> Given data:
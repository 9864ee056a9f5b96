/// cube3d Terminal Demo - Interactive 3×3×3 puzzle
///
/// Renders the puzzle as colored terminal cells. Needs a terminal with mouse
/// reporting and true color.
/// Controls:
///   - Drag a face: turn its slice
///   - Drag empty space: rotate the puzzle
///   - Wheel / +/-: Zoom
///   - O: Toggle perspective/orthographic
///   - D: Toggle debug overlay
///   - R: Reset
///   - Q/ESC: Quit
///
/// Logging goes to stderr and is controlled by `RUST_LOG`; redirect it when
/// enabling, e.g. `RUST_LOG=debug cube3d-terminal 2>cube3d.log`.

use std::io;
use cube3d_core::Puzzle;
use cube3d_terminal::TerminalApp;

fn main() -> io::Result<()> {
    env_logger::builder().init();

    println!("cube3d Terminal Renderer - Loading...");
    println!("Starting terminal renderer (press Q to quit)...");
    std::thread::sleep(std::time::Duration::from_secs(1));

    // Run the terminal app
    let mut app = TerminalApp::new(Puzzle::default())?;
    app.run()?;

    println!("Thank you for using cube3d Terminal Renderer!");
    Ok(())
}
/// Terminal cell canvas implementing the core drawing surface
use crossterm::{
    style::{Color, Print, ResetColor, SetBackgroundColor, SetForegroundColor},
    QueueableCommand,
};
use cube3d_core::{DrawSurface, Rgb};
use nalgebra::{Point2, Vector2};
use std::convert::Infallible;
use std::io::Write;

/// Height of a terminal cell in surface units; cells are about twice as tall as wide.
pub const CELL_ASPECT: f64 = 2.0;

/// Segments used to approximate debug dots.
const ARC_SEGMENTS: usize = 8;

#[derive(Debug, Clone, Copy, PartialEq)]
enum Cell {
    Empty,
    Filled(Rgb),
    Glyph(char, Rgb),
}

/// A grid of colored cells. One surface unit is one cell wide and half a cell tall.
pub struct CellCanvas {
    width: usize,
    height: usize,
    cells: Vec<Cell>,
    offset: Vector2<f64>,
    path: Vec<Point2<f64>>,
}

impl CellCanvas {
    pub fn new(width: usize, height: usize) -> Self {
        Self {
            width,
            height,
            cells: vec![Cell::Empty; width * height],
            offset: Vector2::zeros(),
            path: Vec::new(),
        }
    }

    pub fn resize(&mut self, width: usize, height: usize) {
        *self = Self::new(width, height);
    }

    /// Size in surface units.
    pub fn surface_size(&self) -> (f64, f64) {
        (self.width as f64, self.height as f64 * CELL_ASPECT)
    }

    /// Surface coordinates of the center of a cell.
    pub fn cell_center(column: u16, row: u16) -> (f64, f64) {
        (column as f64 + 0.5, (row as f64 + 0.5) * CELL_ASPECT)
    }

    fn cell_at(&self, p: &Point2<f64>) -> Option<usize> {
        let column = p.x.floor();
        let row = (p.y / CELL_ASPECT).floor();
        if column < 0.0 || row < 0.0 {
            return None;
        }
        let (column, row) = (column as usize, row as usize);
        (column < self.width && row < self.height).then(|| row * self.width + column)
    }

    fn fill_triangle(&mut self, v0: Point2<f64>, v1: Point2<f64>, v2: Point2<f64>, color: Rgb) -> bool {
        // Bounding box in cells
        let min_x = v0.x.min(v1.x).min(v2.x).floor().max(0.0) as usize;
        let max_x = (v0.x.max(v1.x).max(v2.x).ceil().max(0.0) as usize).min(self.width);
        let min_y = (v0.y.min(v1.y).min(v2.y) / CELL_ASPECT).floor().max(0.0) as usize;
        let max_y = ((v0.y.max(v1.y).max(v2.y) / CELL_ASPECT).ceil().max(0.0) as usize).min(self.height);

        let mut painted = false;
        for row in min_y..max_y {
            for column in min_x..max_x {
                let p = Point2::new(column as f64 + 0.5, (row as f64 + 0.5) * CELL_ASPECT);
                if let Some((w0, w1, w2)) = barycentric(v0, v1, v2, p) {
                    if w0 >= 0.0 && w1 >= 0.0 && w2 >= 0.0 {
                        self.cells[row * self.width + column] = Cell::Filled(color);
                        painted = true;
                    }
                }
            }
        }
        painted
    }

    fn plot(&mut self, p: &Point2<f64>, color: Rgb) {
        if let Some(i) = self.cell_at(p) {
            self.cells[i] = Cell::Filled(color);
        }
    }

    pub fn draw<W: Write>(&self, writer: &mut W) -> std::io::Result<()> {
        for row in self.cells.chunks(self.width.max(1)) {
            for cell in row {
                match *cell {
                    Cell::Empty => {
                        writer.queue(ResetColor)?;
                        writer.queue(Print(' '))?;
                    }
                    Cell::Filled(color) => {
                        writer.queue(SetBackgroundColor(to_terminal(color)))?;
                        writer.queue(Print(' '))?;
                    }
                    Cell::Glyph(c, color) => {
                        writer.queue(ResetColor)?;
                        writer.queue(SetForegroundColor(to_terminal(color)))?;
                        writer.queue(Print(c))?;
                    }
                }
            }
            writer.queue(ResetColor)?;
            writer.queue(Print("\r\n"))?;
        }
        writer.queue(ResetColor)?;
        Ok(())
    }
}

fn to_terminal(color: Rgb) -> Color {
    Color::Rgb {
        r: color.r,
        g: color.g,
        b: color.b,
    }
}

impl DrawSurface for CellCanvas {
    type Error = Infallible;

    fn clear(&mut self, _width: f64, _height: f64) -> Result<(), Infallible> {
        self.cells.fill(Cell::Empty);
        Ok(())
    }

    fn translate(&mut self, dx: f64, dy: f64) -> Result<(), Infallible> {
        self.offset += Vector2::new(dx, dy);
        Ok(())
    }

    fn reset_transform(&mut self) -> Result<(), Infallible> {
        self.offset = Vector2::zeros();
        Ok(())
    }

    fn begin_path(&mut self) {
        self.path.clear();
    }

    fn move_to(&mut self, p: Point2<f64>) {
        self.path.push(p + self.offset);
    }

    fn line_to(&mut self, p: Point2<f64>) {
        self.path.push(p + self.offset);
    }

    fn close_path(&mut self) {}

    fn fill(&mut self, color: Rgb) -> Result<(), Infallible> {
        let path = std::mem::take(&mut self.path);
        let mut painted = false;
        if let Some((&first, rest)) = path.split_first() {
            for pair in rest.windows(2) {
                painted |= self.fill_triangle(first, pair[0], pair[1], color);
            }
            // too small to cover a cell center
            if !painted {
                self.plot(&first, color);
            }
        }
        self.path = path;
        Ok(())
    }

    fn stroke(&mut self, color: Rgb) -> Result<(), Infallible> {
        let path = std::mem::take(&mut self.path);
        for pair in path.windows(2) {
            let (a, b) = (pair[0], pair[1]);
            let steps = ((b - a).norm() * 2.0).ceil().max(1.0) as usize;
            for i in 0..=steps {
                self.plot(&(a + (b - a) * (i as f64 / steps as f64)), color);
            }
        }
        self.path = path;
        Ok(())
    }

    fn arc(&mut self, center: Point2<f64>, radius: f64) -> Result<(), Infallible> {
        let center = center + self.offset;
        self.path.extend((0..ARC_SEGMENTS).map(|i| {
            let angle = i as f64 / ARC_SEGMENTS as f64 * std::f64::consts::TAU;
            center + Vector2::new(angle.cos(), angle.sin()) * radius
        }));
        Ok(())
    }

    fn fill_text(&mut self, text: &str, at: Point2<f64>, color: Rgb) -> Result<(), Infallible> {
        let at = at + self.offset;
        for (i, c) in text.chars().enumerate() {
            if let Some(cell) = self.cell_at(&(at + Vector2::new(i as f64, 0.0))) {
                self.cells[cell] = Cell::Glyph(c, color);
            }
        }
        Ok(())
    }
}

/// Calculate barycentric coordinates for a point in a triangle
fn barycentric(
    v0: Point2<f64>,
    v1: Point2<f64>,
    v2: Point2<f64>,
    p: Point2<f64>,
) -> Option<(f64, f64, f64)> {
    let denom = (v1.y - v2.y) * (v0.x - v2.x) + (v2.x - v1.x) * (v0.y - v2.y);

    if denom.abs() < 1e-12 {
        return None;
    }

    let w0 = ((v1.y - v2.y) * (p.x - v2.x) + (v2.x - v1.x) * (p.y - v2.y)) / denom;
    let w1 = ((v2.y - v0.y) * (p.x - v2.x) + (v0.x - v2.x) * (p.y - v2.y)) / denom;
    let w2 = 1.0 - w0 - w1;

    Some((w0, w1, w2))
}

> Work instruction: Starting with the first line of the listing above, copy each line exactly until you have copied the line containing "turn its slice". Stop there.

> Answer for the task:
repository 9864ee056a9f5b96
/// cube3d Terminal Demo - Interactive 3×3×3 puzzle
///
/// Renders the puzzle as colored terminal cells. Needs a terminal with mouse
/// reporting and true color.
/// Controls:
///   - Drag a face: turn its slice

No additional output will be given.